Una amplia avenida abrazada por un frondoso arbolado que así protegía de los calores de la canícula llevaba hasta el Pabellón Central -con una superficie de cien por dieciocho metros, donde se encontraban presentes las grandes empresas- con grandes alegorías a la Industria, el Comercio, la Agricultura y la Navegación que iban ser nuestros pilares fundamentales.

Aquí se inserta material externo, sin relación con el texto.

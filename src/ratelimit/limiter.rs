//! Sliding-window submission limiter keyed by phone number.

use chrono::{DateTime, Utc};
use std::sync::Arc;
use tokio::task::JoinHandle;
use tokio_util::sync::CancellationToken;

use super::models::{timestamp, RateLimitDecision, RateLimitPolicy, RateLimitRecord};
use crate::data::{Collection, DataError, DataService, Filter};

const PHONE_FIELD: &str = "phone_number";
const CREATED_AT_FIELD: &str = "created_at";

/// Counts accepted orders per phone number within a trailing window.
pub struct RateLimiter {
    data: Arc<dyn DataService>,
    policy: RateLimitPolicy,
}

impl RateLimiter {
    pub fn new(data: Arc<dyn DataService>, policy: RateLimitPolicy) -> Self {
        Self { data, policy }
    }

    pub fn policy(&self) -> &RateLimitPolicy {
        &self.policy
    }

    /// Whether `phone` may submit another order now.
    pub async fn check_order_rate_limit(&self, phone: &str) -> RateLimitDecision {
        self.check_at(phone, Utc::now()).await
    }

    /// Same as [`check_order_rate_limit`](Self::check_order_rate_limit) at a
    /// given instant.
    pub async fn check_at(&self, phone: &str, now: DateTime<Utc>) -> RateLimitDecision {
        let phone = normalize_phone(phone);
        let since = now - self.policy.window();
        let filters = [
            Filter::eq(PHONE_FIELD, phone.as_str()),
            Filter::gte(CREATED_AT_FIELD, timestamp(since)),
        ];

        let count = match self.data.count(Collection::OrderRateLimits, &filters).await {
            Ok(count) => u32::try_from(count).unwrap_or(u32::MAX),
            Err(err) => return self.on_count_failure(&phone, &err),
        };

        let max = self.policy.max_submissions;
        if count < max {
            RateLimitDecision::allow(max - count)
        } else {
            tracing::info!(phone = %phone, count, max, "order rate limit reached");
            RateLimitDecision::refuse(self.policy.window_minutes)
        }
    }

    /// Appends a record for an accepted order.
    pub async fn record_order_attempt(&self, phone: &str) -> Result<(), DataError> {
        self.record_at(phone, Utc::now()).await
    }

    pub async fn record_at(&self, phone: &str, at: DateTime<Utc>) -> Result<(), DataError> {
        let record = RateLimitRecord::new(normalize_phone(phone), at);
        self.data
            .insert(Collection::OrderRateLimits, serde_json::to_value(record)?)
            .await
            .map(|_| ())
    }

    /// Deletes records older than the retention period.
    pub async fn cleanup_expired(&self) -> Result<u64, DataError> {
        self.cleanup_before(Utc::now() - self.policy.retention()).await
    }

    pub async fn cleanup_before(&self, cutoff: DateTime<Utc>) -> Result<u64, DataError> {
        let filters = [Filter::lt(CREATED_AT_FIELD, timestamp(cutoff))];
        self.data
            .delete(Collection::OrderRateLimits, &filters)
            .await
    }

    fn on_count_failure(&self, phone: &str, err: &DataError) -> RateLimitDecision {
        if self.policy.fail_open {
            tracing::warn!(phone = %phone, error = %err, "rate limit check failed, allowing order");
            RateLimitDecision::allow(self.policy.max_submissions)
        } else {
            tracing::warn!(phone = %phone, error = %err, "rate limit check failed, refusing order");
            RateLimitDecision::refuse(self.policy.window_minutes)
        }
    }
}

/// Calling code folded into the national format.
const HOME_COUNTRY_CODE: &str = "966";
/// Digits of a national number after the country code.
const NATIONAL_DIGITS: usize = 9;

/// Canonical form of a phone number used as the limiter key.
///
/// Keeps digits only; Arabic-Indic (`٠`-`٩`) and Eastern Arabic-Indic
/// (`۰`-`۹`) digits become ASCII. Home numbers written with the country code
/// (`+966…`, `00966…`, `966…`) become the national `0…` form, so one
/// subscriber has one key. Other international numbers keep a leading `+`.
pub fn normalize_phone(raw: &str) -> String {
    let trimmed = raw.trim();
    let digits: String = trimmed.chars().filter_map(ascii_digit).collect();

    let (number, international) = match digits.strip_prefix("00") {
        Some(rest) if !trimmed.starts_with('+') => (rest, true),
        _ => (digits.as_str(), trimmed.starts_with('+')),
    };

    match number.strip_prefix(HOME_COUNTRY_CODE) {
        Some(national) if national.len() == NATIONAL_DIGITS => format!("0{national}"),
        _ if international => format!("+{number}"),
        _ => number.to_string(),
    }
}

fn ascii_digit(c: char) -> Option<char> {
    match c {
        '0'..='9' => Some(c),
        '\u{0660}'..='\u{0669}' => char::from_digit(u32::from(c) - 0x0660, 10),
        '\u{06F0}'..='\u{06F9}' => char::from_digit(u32::from(c) - 0x06F0, 10),
        _ => None,
    }
}

/// Runs [`RateLimiter::cleanup_expired`] periodically until `cancel` fires.
///
/// Failures are logged and otherwise ignored; the next sweep tries again.
pub fn spawn_cleanup_sweep(limiter: Arc<RateLimiter>, cancel: CancellationToken) -> JoinHandle<()> {
    let period = limiter.policy().cleanup_interval();
    tokio::spawn(async move {
        let mut ticker = tokio::time::interval(period);
        loop {
            tokio::select! {
                biased;
                () = cancel.cancelled() => break,
                _ = ticker.tick() => {}
            }
            match limiter.cleanup_expired().await {
                Ok(0) => {}
                Ok(removed) => tracing::debug!(removed, "expired rate limit records removed"),
                Err(err) => tracing::debug!(error = %err, "rate limit cleanup failed"),
            }
        }
    })
}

Además del Pabellón Central -donde una maqueta de El Musel a escala uno por cien mostraba las obras que estaban en marcha- también hubo pabellones especiales como los de: "la Unión Resinera Española" de Bilbao, los mosaicos de "La Industrial" de Santander, "Moreda y Gijón", la loza y el cristal de "La Industria". Los exquisitos gourmets de entonces pudieron valorar las cervezas "La Cruz Blanca" y "La Estrella" fabricadas por Suardíaz y Bachmaier, las gaseosas de Griner, los aceites de "La Exclusiva" de Santander, la achicoria de Julio Kessler, las conservas de Bernardo Alfageme y Muñiz de Candás, las sidras de Muñiz, Gamba y Belaunde -en un espectacular stand férreo del arquitecto Luis Bellido-, los quesos y mantequillas de José Domínguez Gil y los deliciosos pasteles, tartas y bombones de la confitería del gijonés Joaquín Rato.

Doscientas mil personas la visitaron durante los tres meses que duró. En el edificio dedicado a las Bellas Artes, de entre las obras expuestas por un millar de artistas destacaron por la excepcionalidad de sus pinturas los elegantes cuadros clasicistas de Ventura Álvarez Sala y las maravillosas marinas de Juan Martínez Abades. Allí dieron sus primeros pasos Evaristo Valle y Nicanor Piñole, así como Manolo Medina y Nemesio Lavilla. Todos marcando las tendencias estéticas que iban a imperar a partir de entonces.

Por no faltar, ni no faltó ni lo que ahora se conoce popularmente como "el infierno", un gran parque de atracciones, entre las que destacaba una montaña rusa que causó sensación entre la población.

Ya en los ocho primeros días la Exposición fue visitada por 24.730 personas; en agosto, se vendieron 80.922 entradas y en septiembre, 40.902. En total se calcula que por allí pasaron cerca de doscientas mil personas durante los tres meses de su celebración.

Todo un éxito incuestionable, en aquellos imaginativos tiempos en que así se pasaba de la tragedia a la esperanza.

Sin embargo, lamentablemente, de aquellos gloriosos Campos Elíseos que con el paso de las décadas también fueron a menos, ya solamente quedan como recuerdo los dos caballos similares a los que don Luis XIV mandó colocar a la entrada del parque de su palacio de Marly-le-Roi, en aquel denominado "santuario de los santos" donde el soberano absolutista se refugiaba huyendo de las intrigas de Versalles. Si los caballos franceses fueron trasladados durante la Revolución a la plaza de La Concordia, sus réplicas gijonesas al ser demolidos nuestros Campos Elíseos se fueron a dar la bienvenida a quienes van al magnífico hipódromo y mucho más de Las Mestas.